思い出が宿るこの街ローデンブルグの騎士隊長に就任してから五年。振り返れば充実した日々だったとディランは思う。何より心の底から守りたいと思う人に出会えたのだから。

 そんな街だからこそ、彼は守るために戦うのだ。その命を懸けて。


「諸君。ローデンブルグ騎士隊の名を、王国軍に刻み込んでやろう」


 剣を抜いたディランは部下たちにそう告げると、姿を現した王国軍にその剣を向け不敵に笑ったのだった。




「んっ……ここ……は……」


 意識を取り戻したシャスティル。その瞳は何故か夕暮れの空を捉えていた。


「目が覚めましたか?」


 夕暮れの空を遮るように現れたフィオーナの顔はどこか悲しそうに見えた。


「私は……確か…………」


 意識が覚醒するにつれ、鈍っていた思考が鮮明になっていくシャスティルは、ようやく全てを思い出して勢い良く体を起こした。

 周囲を見渡せばそこには避難民たちが溢れていた。


「ここはローデンブルグ近郊です。

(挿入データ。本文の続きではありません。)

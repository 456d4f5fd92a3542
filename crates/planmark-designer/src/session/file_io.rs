//! Layout record conversion and file I/O for the designer session.

use std::collections::HashSet;
use std::path::Path;

use chrono::Utc;

use super::DesignerSession;
use crate::model::{ItemId, PlacedItem};
use crate::serialization::Layout;
use crate::viewport::clamp_percent;

impl DesignerSession {
    /// Builds the persisted record for the current state.
    pub fn to_layout(&self) -> Layout {
        let mut layout = Layout {
            classification: self.classification,
            background: self.background.clone(),
            items: self.items().to_vec(),
            snap_to_grid: self.snap_to_grid,
            symbol_summary: Vec::new(),
            updated_at: self.updated_at,
        };
        layout.refresh_summary();
        layout
    }

    /// Replaces the session state with a persisted record.
    ///
    /// History, selection and drag state are reset. The stored summary is
    /// ignored; it is always derived from the items. Items that break the
    /// placement rules are repaired: coordinates are clamped, duplicate ids
    /// get a fresh id and blank annotations are dropped.
    pub fn restore_layout(&mut self, layout: Layout) {
        let items = repair_items(layout.items);

        self.classification = layout.classification;
        self.background = layout.background;
        self.snap_to_grid = layout.snap_to_grid;
        self.history.reset(items);
        self.selected_item = None;
        self.reset_pointer();
        self.updated_at = layout.updated_at;
        self.is_modified = false;
        self.revalidate_selected_symbol();
    }

    /// Creates a session from a persisted record with default settings.
    pub fn from_layout(layout: Layout) -> Self {
        let mut session = Self::new(layout.classification);
        session.restore_layout(layout);
        session
    }

    /// Save layout to file.
    pub fn save_layout(&mut self, path: impl AsRef<Path>) -> anyhow::Result<()> {
        let mut layout = self.to_layout();
        layout.updated_at = Utc::now();
        layout.save_to_file(&path)?;

        self.updated_at = layout.updated_at;
        self.is_modified = false;
        tracing::info!(
            "Saved layout with {} items to {}",
            layout.items.len(),
            path.as_ref().display()
        );
        Ok(())
    }

    /// Load layout from file.
    pub fn load_layout(&mut self, path: impl AsRef<Path>) -> anyhow::Result<()> {
        let layout = Layout::load_from_file(&path)?;
        tracing::info!(
            "Loaded layout with {} items from {}",
            layout.items.len(),
            path.as_ref().display()
        );
        self.restore_layout(layout);
        Ok(())
    }

    /// Starts an empty layout, keeping classification and settings.
    pub fn new_layout(&mut self) {
        self.background = None;
        self.history.reset(Vec::new());
        self.selected_item = None;
        self.reset_pointer();
        self.annotation_draft.clear();
        self.is_modified = false;
        self.updated_at = Utc::now();
    }
}

fn repair_items(items: Vec<PlacedItem>) -> Vec<PlacedItem> {
    let mut seen = HashSet::with_capacity(items.len());
    let mut repaired = Vec::with_capacity(items.len());

    for mut item in items {
        if item.text().is_some_and(|text| text.trim().is_empty()) {
            tracing::warn!("Dropping annotation {} with blank text", item.id);
            continue;
        }

        let (x, y) = (clamp_percent(item.x), clamp_percent(item.y));
        if x != item.x || y != item.y {
            tracing::warn!(
                "Item {} at ({}, {}) is outside the canvas, clamping",
                item.id,
                item.x,
                item.y
            );
            item.x = x;
            item.y = y;
        }

        if !seen.insert(item.id.clone()) {
            let fresh = ItemId::generate();
            tracing::warn!("Duplicate item id {}, reassigning to {}", item.id, fresh);
            item.id = fresh;
            seen.insert(item.id.clone());
        }
        repaired.push(item);
    }
    repaired
}
use planmark_core::DesignerError;
use planmark_designer::{CanvasPoint, DragState, ItemId, PointerOutcome, ScreenPoint, SurfaceRect};

use super::ready_session;

/// Surface where screen pixels equal canvas percent.
fn unit_surface() -> SurfaceRect {
    SurfaceRect::new(0.0, 0.0, 100.0, 100.0)
}

#[test]
fn test_drag_records_single_entry() {
    let mut session = ready_session();
    let id = session.place_at(CanvasPoint::new(10.0, 10.0)).unwrap();
    assert_eq!(session.undo_depth(), 1);

    session.begin_drag(&id).unwrap();
    for step in 1..=10 {
        let v = 10.0 + step as f64 * 3.0;
        session.drag_to_point(CanvasPoint::new(v, v)).unwrap();
    }
    assert_eq!(session.end_drag(), Some(id.clone()));

    assert_eq!(session.undo_depth(), 2);
    assert_eq!(session.item(&id).unwrap().position(), CanvasPoint::new(40.0, 40.0));

    assert!(session.undo());
    assert_eq!(session.item(&id).unwrap().position(), CanvasPoint::new(10.0, 10.0));
}

#[test]
fn test_drag_snaps_when_enabled() {
    let mut session = ready_session();
    session.set_snap_to_grid(true);
    let id = session.place_at(CanvasPoint::new(10.0, 10.0)).unwrap();

    session.begin_drag(&id).unwrap();
    session.drag_to_point(CanvasPoint::new(53.3, 47.1)).unwrap();
    session.end_drag();

    assert_eq!(session.item(&id).unwrap().position(), CanvasPoint::new(54.0, 48.0));
}

#[test]
fn test_press_without_move_only_selects() {
    let mut session = ready_session();
    let id = session.place_at(CanvasPoint::new(10.0, 10.0)).unwrap();

    let outcome = session
        .pointer_down(Some(&unit_surface()), ScreenPoint::new(10.5, 10.0))
        .unwrap();
    assert_eq!(outcome, PointerOutcome::Selected(id.clone()));
    assert_eq!(session.selected_item_id(), Some(&id));
    assert_eq!(session.drag_state(), &DragState::Armed { item_id: id.clone() });
    assert!(!session.is_dragging());

    assert_eq!(session.pointer_up(), None);
    assert_eq!(session.drag_state(), &DragState::Idle);
    assert_eq!(session.undo_depth(), 1);
    assert_eq!(session.items().len(), 1);
}

#[test]
fn test_press_and_move_drags() {
    let mut session = ready_session();
    let id = session.place_at(CanvasPoint::new(10.0, 10.0)).unwrap();
    let surface = unit_surface();

    session.pointer_down(Some(&surface), ScreenPoint::new(10.0, 10.0)).unwrap();
    session.drag_to(Some(&surface), ScreenPoint::new(30.0, 40.0)).unwrap();
    assert!(session.is_dragging());

    // A click during the drag is ignored
    let outcome = session.click(Some(&surface), ScreenPoint::new(30.0, 40.0)).unwrap();
    assert_eq!(outcome, PointerOutcome::Suppressed);

    assert_eq!(session.pointer_up(), Some(id.clone()));
    assert_eq!(session.item(&id).unwrap().position(), CanvasPoint::new(30.0, 40.0));
    assert_eq!(session.undo_depth(), 2);
}

#[test]
fn test_click_after_drag_release_is_suppressed() {
    let mut session = ready_session();
    let id = session.place_at(CanvasPoint::new(10.0, 10.0)).unwrap();
    let surface = unit_surface();

    // Browser order: pointerdown, pointermove, pointerup, click
    session.pointer_down(Some(&surface), ScreenPoint::new(10.0, 10.0)).unwrap();
    session.drag_to(Some(&surface), ScreenPoint::new(50.0, 50.0)).unwrap();
    session.pointer_up();
    let outcome = session.click(Some(&surface), ScreenPoint::new(50.0, 50.0)).unwrap();

    assert_eq!(outcome, PointerOutcome::Suppressed);
    assert_eq!(session.items().len(), 1);
    assert_eq!(session.item(&id).unwrap().position(), CanvasPoint::new(50.0, 50.0));
}

#[test]
fn test_click_after_select_release_is_suppressed() {
    let mut session = ready_session();
    let id = session.place_at(CanvasPoint::new(10.0, 10.0)).unwrap();
    let surface = unit_surface();

    session.pointer_down(Some(&surface), ScreenPoint::new(10.0, 10.0)).unwrap();
    session.pointer_up();
    let outcome = session.click(Some(&surface), ScreenPoint::new(10.0, 10.0)).unwrap();

    assert_eq!(outcome, PointerOutcome::Suppressed);
    assert_eq!(session.items().len(), 1);
    assert_eq!(session.selected_item_id(), Some(&id));
}

#[test]
fn test_click_after_placing_press_is_suppressed() {
    let mut session = ready_session();
    let surface = unit_surface();

    let outcome = session
        .pointer_down(Some(&surface), ScreenPoint::new(60.0, 60.0))
        .unwrap();
    assert!(matches!(outcome, PointerOutcome::Placed(_)));
    session.pointer_up();

    let outcome = session.click(Some(&surface), ScreenPoint::new(60.0, 60.0)).unwrap();
    assert_eq!(outcome, PointerOutcome::Suppressed);
    assert_eq!(session.items().len(), 1);
    assert_eq!(session.undo_depth(), 1);
}

#[test]
fn test_suppression_is_one_shot() {
    let mut session = ready_session();
    let surface = unit_surface();
    session.place_at(CanvasPoint::new(10.0, 10.0)).unwrap();

    session.pointer_down(Some(&surface), ScreenPoint::new(10.0, 10.0)).unwrap();
    session.pointer_up();
    session.click(Some(&surface), ScreenPoint::new(10.0, 10.0)).unwrap();

    // A later click-only placement goes through
    let outcome = session.click(Some(&surface), ScreenPoint::new(70.0, 70.0)).unwrap();
    assert!(matches!(outcome, PointerOutcome::Placed(_)));
    assert_eq!(session.items().len(), 2);
}

#[test]
fn test_undo_does_not_swallow_next_click() {
    let mut session = ready_session();
    let surface = unit_surface();
    let id = session.place_at(CanvasPoint::new(10.0, 10.0)).unwrap();
    session.begin_drag(&id).unwrap();
    session.drag_to_point(CanvasPoint::new(40.0, 40.0)).unwrap();

    assert!(session.undo());
    let outcome = session.click(Some(&surface), ScreenPoint::new(70.0, 70.0)).unwrap();
    assert!(matches!(outcome, PointerOutcome::Placed(_)));
}

#[test]
fn test_drop_in_place_leaves_no_undo_entry() {
    let mut session = ready_session();
    let first = session.place_at(CanvasPoint::new(10.0, 10.0)).unwrap();
    session.place_at(CanvasPoint::new(20.0, 20.0)).unwrap();
    assert_eq!(session.undo_depth(), 2);

    session.begin_drag(&first).unwrap();
    session.drag_to_point(CanvasPoint::new(60.0, 60.0)).unwrap();
    session.drag_to_point(CanvasPoint::new(10.0, 10.0)).unwrap();
    assert_eq!(session.undo_depth(), 3);

    assert_eq!(session.end_drag(), Some(first.clone()));
    assert_eq!(session.undo_depth(), 2);

    // Undo now reverts the second placement, not the empty drag
    assert!(session.undo());
    assert_eq!(session.items().len(), 1);
    assert_eq!(session.items()[0].id, first);
}

#[test]
fn test_drag_without_surface_keeps_position() {
    let mut session = ready_session();
    let id = session.place_at(CanvasPoint::new(10.0, 10.0)).unwrap();
    session.begin_drag(&id).unwrap();
    session.drag_to_point(CanvasPoint::new(20.0, 20.0)).unwrap();

    let result = session.drag_to(None, ScreenPoint::new(90.0, 90.0));
    assert_eq!(result, Err(DesignerError::NoSurface));
    assert_eq!(session.item(&id).unwrap().position(), CanvasPoint::new(20.0, 20.0));
    assert!(session.is_dragging());
}

#[test]
fn test_drag_clamps_to_canvas() {
    let mut session = ready_session();
    let id = session.place_at(CanvasPoint::new(50.0, 50.0)).unwrap();
    session.begin_drag(&id).unwrap();
    session.drag_to_point(CanvasPoint::new(-20.0, 250.0)).unwrap();

    assert_eq!(session.item(&id).unwrap().position(), CanvasPoint::new(0.0, 100.0));
}

#[test]
fn test_move_without_drag_is_noop() {
    let mut session = ready_session();
    let id = session.place_at(CanvasPoint::new(10.0, 10.0)).unwrap();

    session.drag_to_point(CanvasPoint::new(70.0, 70.0)).unwrap();
    session
        .drag_to(Some(&unit_surface()), ScreenPoint::new(70.0, 70.0))
        .unwrap();

    assert_eq!(session.item(&id).unwrap().position(), CanvasPoint::new(10.0, 10.0));
    assert_eq!(session.undo_depth(), 1);
}

#[test]
fn test_begin_drag_unknown_item() {
    let mut session = ready_session();
    let result = session.begin_drag(&ItemId::from("missing"));
    assert!(matches!(result, Err(DesignerError::UnknownItem { .. })));
    assert_eq!(session.drag_state(), &DragState::Idle);
}

#[test]
fn test_begin_drag_twice_records_once() {
    let mut session = ready_session();
    let id = session.place_at(CanvasPoint::new(10.0, 10.0)).unwrap();

    session.begin_drag(&id).unwrap();
    session.begin_drag(&id).unwrap();
    assert_eq!(session.undo_depth(), 2);
}

#[test]
fn test_undo_during_drag_ends_it() {
    let mut session = ready_session();
    let id = session.place_at(CanvasPoint::new(10.0, 10.0)).unwrap();
    session.begin_drag(&id).unwrap();
    session.drag_to_point(CanvasPoint::new(50.0, 50.0)).unwrap();

    assert!(session.undo());
    assert_eq!(session.drag_state(), &DragState::Idle);
    assert_eq!(session.item(&id).unwrap().position(), CanvasPoint::new(10.0, 10.0));
    assert!(session.can_redo());

    assert!(session.redo());
    assert_eq!(session.item(&id).unwrap().position(), CanvasPoint::new(50.0, 50.0));
}

#[test]
fn test_remove_during_drag_ends_it() {
    let mut session = ready_session();
    let id = session.place_at(CanvasPoint::new(10.0, 10.0)).unwrap();
    session.begin_drag(&id).unwrap();

    session.remove_item(&id).unwrap();
    assert_eq!(session.drag_state(), &DragState::Idle);
    assert!(session.items().is_empty());
    assert_eq!(session.selected_item_id(), None);
}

街は…………陥落した様です」

「何で……何で私がここにいるの! 私は最後まで――」


 そこまで言葉を発したシャスティルは、この中に街を守護する騎士たちの姿が無いことに気が付いた。


「ね、ねぇ……ローデンブルグ騎士隊は……ディランたちはどこ?」

「……あそこですよ」


 フィオーナが視線を向けた方角には、黒煙が上がるローデンブルグの街が存在していた。


「そんな……嘘でしょ…………。どうして…………」

「ただ愛する人を守りたかった。私の目にはそう映りましたよ」


 それを聞いた瞬間、シャスティルは自分の頬に手を添えていた。なぜだか分からないが、そこに確かな温もりを感じた気がしたからである。

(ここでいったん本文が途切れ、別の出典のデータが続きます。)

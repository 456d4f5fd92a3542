//! Placed item store operations.
//!
//! Every operation returns a new ordered collection and leaves its input
//! untouched, so earlier snapshots held by the history stay valid.
//! Insertion order doubles as drawing order.

use crate::model::{ItemId, PlacedItem};
use crate::viewport::CanvasPoint;

/// Appends an item.
pub fn place(items: &[PlacedItem], item: PlacedItem) -> Vec<PlacedItem> {
    let mut next = Vec::with_capacity(items.len() + 1);
    next.extend_from_slice(items);
    next.push(item);
    next
}

/// Replaces the position of the item with `id`.
///
/// Returns the input unchanged if no item matches.
pub fn move_item(items: &[PlacedItem], id: &ItemId, x: f64, y: f64) -> Vec<PlacedItem> {
    items
        .iter()
        .map(|item| {
            if &item.id == id {
                PlacedItem {
                    x,
                    y,
                    ..item.clone()
                }
            } else {
                item.clone()
            }
        })
        .collect()
}

/// Removes the item with `id`.
pub fn remove(items: &[PlacedItem], id: &ItemId) -> Vec<PlacedItem> {
    items.iter().filter(|item| &item.id != id).cloned().collect()
}

/// Removes every item.
pub fn clear(_items: &[PlacedItem]) -> Vec<PlacedItem> {
    Vec::new()
}

/// Looks up an item by id.
pub fn find<'a>(items: &'a [PlacedItem], id: &ItemId) -> Option<&'a PlacedItem> {
    items.iter().find(|item| &item.id == id)
}

/// Returns true if an item with `id` is present.
pub fn contains(items: &[PlacedItem], id: &ItemId) -> bool {
    find(items, id).is_some()
}

/// Finds the top-most item within `radius` percent of `point`.
///
/// Later items are drawn above earlier ones, so the search runs backwards.
pub fn item_at<'a>(
    items: &'a [PlacedItem],
    point: CanvasPoint,
    radius: f64,
) -> Option<&'a PlacedItem> {
    items
        .iter()
        .rev()
        .find(|item| item.position().distance_to(&point) <= radius)
}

 そして気が付けば彼女は大粒の涙を流しており、その涙は次々と彼女の頬を伝って地面へと零れ落ちていった。


「私は…………ディラン……ごめんなさい……うあぁぁぁっ!」


 シャスティルは黒煙を上げるローデンブルグの街を眺めながら、声を上げて泣き叫んだ。

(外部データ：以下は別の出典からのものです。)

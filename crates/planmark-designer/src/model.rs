//! Placed item model.
//!
//! A placed item is either a symbol instance or a free-text annotation at a
//! normalized canvas position. Symbol items carry a copy of the catalog
//! entry's display fields, never a reference into the catalog.

use planmark_core::Symbol;
use serde::{Deserialize, Serialize};
use uuid::Uuid;

use crate::viewport::CanvasPoint;

/// Unique placed item identifier
#[derive(Debug, Clone, PartialEq, Eq, Hash, Serialize, Deserialize)]
#[serde(transparent)]
pub struct ItemId(pub String);

impl ItemId {
    /// Generates a fresh random id.
    pub fn generate() -> Self {
        Self(Uuid::new_v4().to_string())
    }

    pub fn as_str(&self) -> &str {
        &self.0
    }
}

impl std::fmt::Display for ItemId {
    fn fmt(&self, f: &mut std::fmt::Formatter<'_>) -> std::fmt::Result {
        write!(f, "{}", self.0)
    }
}

impl From<&str> for ItemId {
    fn from(s: &str) -> Self {
        Self(s.to_string())
    }
}

/// Display fields copied from a catalog symbol at placement time.
#[derive(Debug, Clone, PartialEq, Eq, Serialize, Deserialize)]
pub struct SymbolRef {
    pub glyph: String,
    pub label: String,
    pub category: String,
    pub code: String,
}

impl From<&Symbol> for SymbolRef {
    fn from(symbol: &Symbol) -> Self {
        Self {
            glyph: symbol.glyph.clone(),
            label: symbol.label.clone(),
            category: symbol.category.clone(),
            code: symbol.code.clone(),
        }
    }
}

/// What a placed item shows.
#[derive(Debug, Clone, PartialEq, Serialize, Deserialize)]
#[serde(tag = "type", rename_all = "lowercase")]
pub enum ItemKind {
    Symbol {
        #[serde(rename = "symbolRef")]
        symbol_ref: SymbolRef,
    },
    Annotation {
        text: String,
    },
}

/// A symbol or annotation positioned on the canvas.
#[derive(Debug, Clone, PartialEq, Serialize, Deserialize)]
pub struct PlacedItem {
    pub id: ItemId,
    #[serde(flatten)]
    pub kind: ItemKind,
    pub x: f64,
    pub y: f64,
}

impl PlacedItem {
    /// Creates a symbol item copying the symbol's display fields.
    pub fn symbol(id: ItemId, at: CanvasPoint, symbol: &Symbol) -> Self {
        Self {
            id,
            kind: ItemKind::Symbol {
                symbol_ref: SymbolRef::from(symbol),
            },
            x: at.x,
            y: at.y,
        }
    }

    /// Creates an annotation item.
    pub fn annotation(id: ItemId, at: CanvasPoint, text: impl Into<String>) -> Self {
        Self {
            id,
            kind: ItemKind::Annotation { text: text.into() },
            x: at.x,
            y: at.y,
        }
    }

    pub fn position(&self) -> CanvasPoint {
        CanvasPoint::new(self.x, self.y)
    }

    pub fn is_symbol(&self) -> bool {
        matches!(self.kind, ItemKind::Symbol { .. })
    }

    pub fn is_annotation(&self) -> bool {
        matches!(self.kind, ItemKind::Annotation { .. })
    }

    /// The copied symbol fields, for symbol items.
    pub fn symbol_ref(&self) -> Option<&SymbolRef> {
        match &self.kind {
            ItemKind::Symbol { symbol_ref } => Some(symbol_ref),
            ItemKind::Annotation { .. } => None,
        }
    }

    /// The annotation text, for annotation items.
    pub fn text(&self) -> Option<&str> {
        match &self.kind {
            ItemKind::Annotation { text } => Some(text),
            ItemKind::Symbol { .. } => None,
        }
    }

    /// Short label for logs and lists.
    pub fn display_label(&self) -> &str {
        match &self.kind {
            ItemKind::Symbol { symbol_ref } => &symbol_ref.label,
            ItemKind::Annotation { text } => text,
        }
    }
}
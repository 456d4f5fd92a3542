//! Symbol frequency summary.

use serde::{Deserialize, Serialize};

use crate::model::{ItemKind, PlacedItem};

/// Count of placed symbols sharing a label.
#[derive(Debug, Clone, PartialEq, Eq, Serialize, Deserialize)]
pub struct SymbolCount {
    pub label: String,
    pub count: usize,
}

impl SymbolCount {
    pub fn new(label: impl Into<String>, count: usize) -> Self {
        Self {
            label: label.into(),
            count,
        }
    }
}

/// Counts symbol items by label, most frequent first.
///
/// Annotations are ignored. Ties keep first-seen order.
pub fn summarize(items: &[PlacedItem]) -> Vec<SymbolCount> {
    let mut counts: Vec<SymbolCount> = Vec::new();
    for item in items {
        let ItemKind::Symbol { symbol_ref } = &item.kind else {
            continue;
        };
        match counts.iter_mut().find(|c| c.label == symbol_ref.label) {
            Some(entry) => entry.count += 1,
            None => counts.push(SymbolCount::new(symbol_ref.label.clone(), 1)),
        }
    }
    // sort_by is stable, which keeps first-seen order among equal counts
    counts.sort_by(|a, b| b.count.cmp(&a.count));
    counts
}

/// Total number of symbol items.
pub fn symbol_total(items: &[PlacedItem]) -> usize {
    items.iter().filter(|item| item.is_symbol()).count()
}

 そんな悲痛な叫び声をフィオーナはしっかりと心に刻み込んだ。

 彼女もまた、ローデンブルグの街を守れなかった者の一人だったからである。




「…………潮時だな」


 建物の壁に背中を預けながら座り込んだディランは、戦闘を続けるローデンブルグ騎士隊と王国軍を眺めながら自分の腹部に手を当て、すぐに赤く染まったその手がもう長くないことを彼に悟らせた。


「意外と……俺たちは強かったな」


 抵抗を続けるローデンブルグ騎士隊に、王国軍の騎士たちは明らかに苛立った様子を見せていた。


「はっ……愉快な顔だぜ」


 爽快な気分になったディランは、そのまま彼女の姿を思い出しながら考えた。きっと今頃、彼女は泣いているのだろうと。


「自分達を見捨てたとか……思ってなければいいが…………いや、心配し過ぎか……」


 仲間に言われたことを思い出したディランは小さく笑うと、奮闘している仲間をその目に焼き付けながら静かにその目を閉じたのだった。


 

「帝国騎士隊長ディラン=グルード以下、ローデンブルグ騎士隊に敬礼!」


 燃え盛る街を見据えながら剣を掲げたフィオーナの号令で、傭兵団の人間たちは剣を抜いて彼らに敬意と哀悼の意を表した。

 この日、フルダ辺境伯領最大の街であるローデンブルグは陥落し、防衛に当たった千人全てがその命を散らしたのだが、彼らのお陰で住人たちは逃げ切ることが出来たのである。

 

 確かに彼らは、その命を懸けて騎士としての任務を全うしたのだ。